-- What you need to do --
Filter the records below for the word "PoisonError". Copy each line that holds it.

%%

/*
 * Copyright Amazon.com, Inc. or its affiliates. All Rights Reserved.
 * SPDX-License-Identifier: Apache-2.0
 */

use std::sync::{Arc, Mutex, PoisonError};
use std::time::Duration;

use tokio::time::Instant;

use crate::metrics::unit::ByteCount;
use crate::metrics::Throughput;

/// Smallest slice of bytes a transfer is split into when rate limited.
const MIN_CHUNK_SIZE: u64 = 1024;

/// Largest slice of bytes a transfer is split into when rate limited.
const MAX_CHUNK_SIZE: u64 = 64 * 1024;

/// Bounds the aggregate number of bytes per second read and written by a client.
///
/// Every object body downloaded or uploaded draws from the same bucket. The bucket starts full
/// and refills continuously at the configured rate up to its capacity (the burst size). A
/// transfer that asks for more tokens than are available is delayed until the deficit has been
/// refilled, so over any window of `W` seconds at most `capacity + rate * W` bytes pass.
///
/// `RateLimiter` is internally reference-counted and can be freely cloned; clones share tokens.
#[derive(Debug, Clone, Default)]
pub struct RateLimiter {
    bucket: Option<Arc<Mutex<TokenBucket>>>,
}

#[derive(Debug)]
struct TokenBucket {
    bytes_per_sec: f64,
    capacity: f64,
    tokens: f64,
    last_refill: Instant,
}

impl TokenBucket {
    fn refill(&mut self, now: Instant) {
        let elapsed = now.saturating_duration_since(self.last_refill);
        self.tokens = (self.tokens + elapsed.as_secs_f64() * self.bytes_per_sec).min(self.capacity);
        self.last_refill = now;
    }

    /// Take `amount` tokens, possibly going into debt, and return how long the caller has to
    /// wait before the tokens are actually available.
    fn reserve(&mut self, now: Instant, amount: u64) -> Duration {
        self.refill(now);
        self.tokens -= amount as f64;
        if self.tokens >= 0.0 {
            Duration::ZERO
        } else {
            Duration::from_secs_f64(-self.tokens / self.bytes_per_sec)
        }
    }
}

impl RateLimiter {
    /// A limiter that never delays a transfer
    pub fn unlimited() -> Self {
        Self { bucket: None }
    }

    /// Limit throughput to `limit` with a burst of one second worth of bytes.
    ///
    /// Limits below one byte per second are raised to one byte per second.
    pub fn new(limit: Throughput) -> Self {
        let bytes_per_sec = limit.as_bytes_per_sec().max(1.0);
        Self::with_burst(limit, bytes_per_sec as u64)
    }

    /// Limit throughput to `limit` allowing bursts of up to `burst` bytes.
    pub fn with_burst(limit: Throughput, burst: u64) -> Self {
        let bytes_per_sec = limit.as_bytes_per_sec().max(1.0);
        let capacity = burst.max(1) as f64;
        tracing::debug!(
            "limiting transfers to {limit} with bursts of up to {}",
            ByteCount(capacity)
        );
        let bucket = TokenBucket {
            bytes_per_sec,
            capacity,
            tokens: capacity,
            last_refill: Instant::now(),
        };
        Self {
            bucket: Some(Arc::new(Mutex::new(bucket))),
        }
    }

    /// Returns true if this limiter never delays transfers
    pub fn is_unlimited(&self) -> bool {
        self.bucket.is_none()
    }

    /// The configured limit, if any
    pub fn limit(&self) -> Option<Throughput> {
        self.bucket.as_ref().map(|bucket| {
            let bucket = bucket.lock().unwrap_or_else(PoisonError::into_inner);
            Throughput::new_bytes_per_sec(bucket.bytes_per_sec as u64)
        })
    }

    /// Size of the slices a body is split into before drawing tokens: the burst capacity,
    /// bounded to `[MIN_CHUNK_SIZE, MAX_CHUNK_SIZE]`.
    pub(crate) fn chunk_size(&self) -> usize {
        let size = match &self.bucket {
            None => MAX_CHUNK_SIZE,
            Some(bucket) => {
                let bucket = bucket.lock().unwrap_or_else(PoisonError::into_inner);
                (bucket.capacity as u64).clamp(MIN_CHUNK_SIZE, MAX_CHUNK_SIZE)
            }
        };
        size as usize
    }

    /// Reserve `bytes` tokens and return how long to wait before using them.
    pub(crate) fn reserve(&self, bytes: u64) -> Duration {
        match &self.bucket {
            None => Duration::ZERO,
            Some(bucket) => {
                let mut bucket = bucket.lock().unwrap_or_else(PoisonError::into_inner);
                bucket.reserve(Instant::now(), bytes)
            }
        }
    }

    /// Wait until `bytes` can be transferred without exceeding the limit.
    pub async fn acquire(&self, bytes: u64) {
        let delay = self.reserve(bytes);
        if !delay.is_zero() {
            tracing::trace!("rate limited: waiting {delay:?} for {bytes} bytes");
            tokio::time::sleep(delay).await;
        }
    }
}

%%

-- Exercise answer --
use std::sync::{Arc, Mutex, PoisonError};
            let bucket = bucket.lock().unwrap_or_else(PoisonError::into_inner);
                let bucket = bucket.lock().unwrap_or_else(PoisonError::into_inner);
                let mut bucket = bucket.lock().unwrap_or_else(PoisonError::into_inner);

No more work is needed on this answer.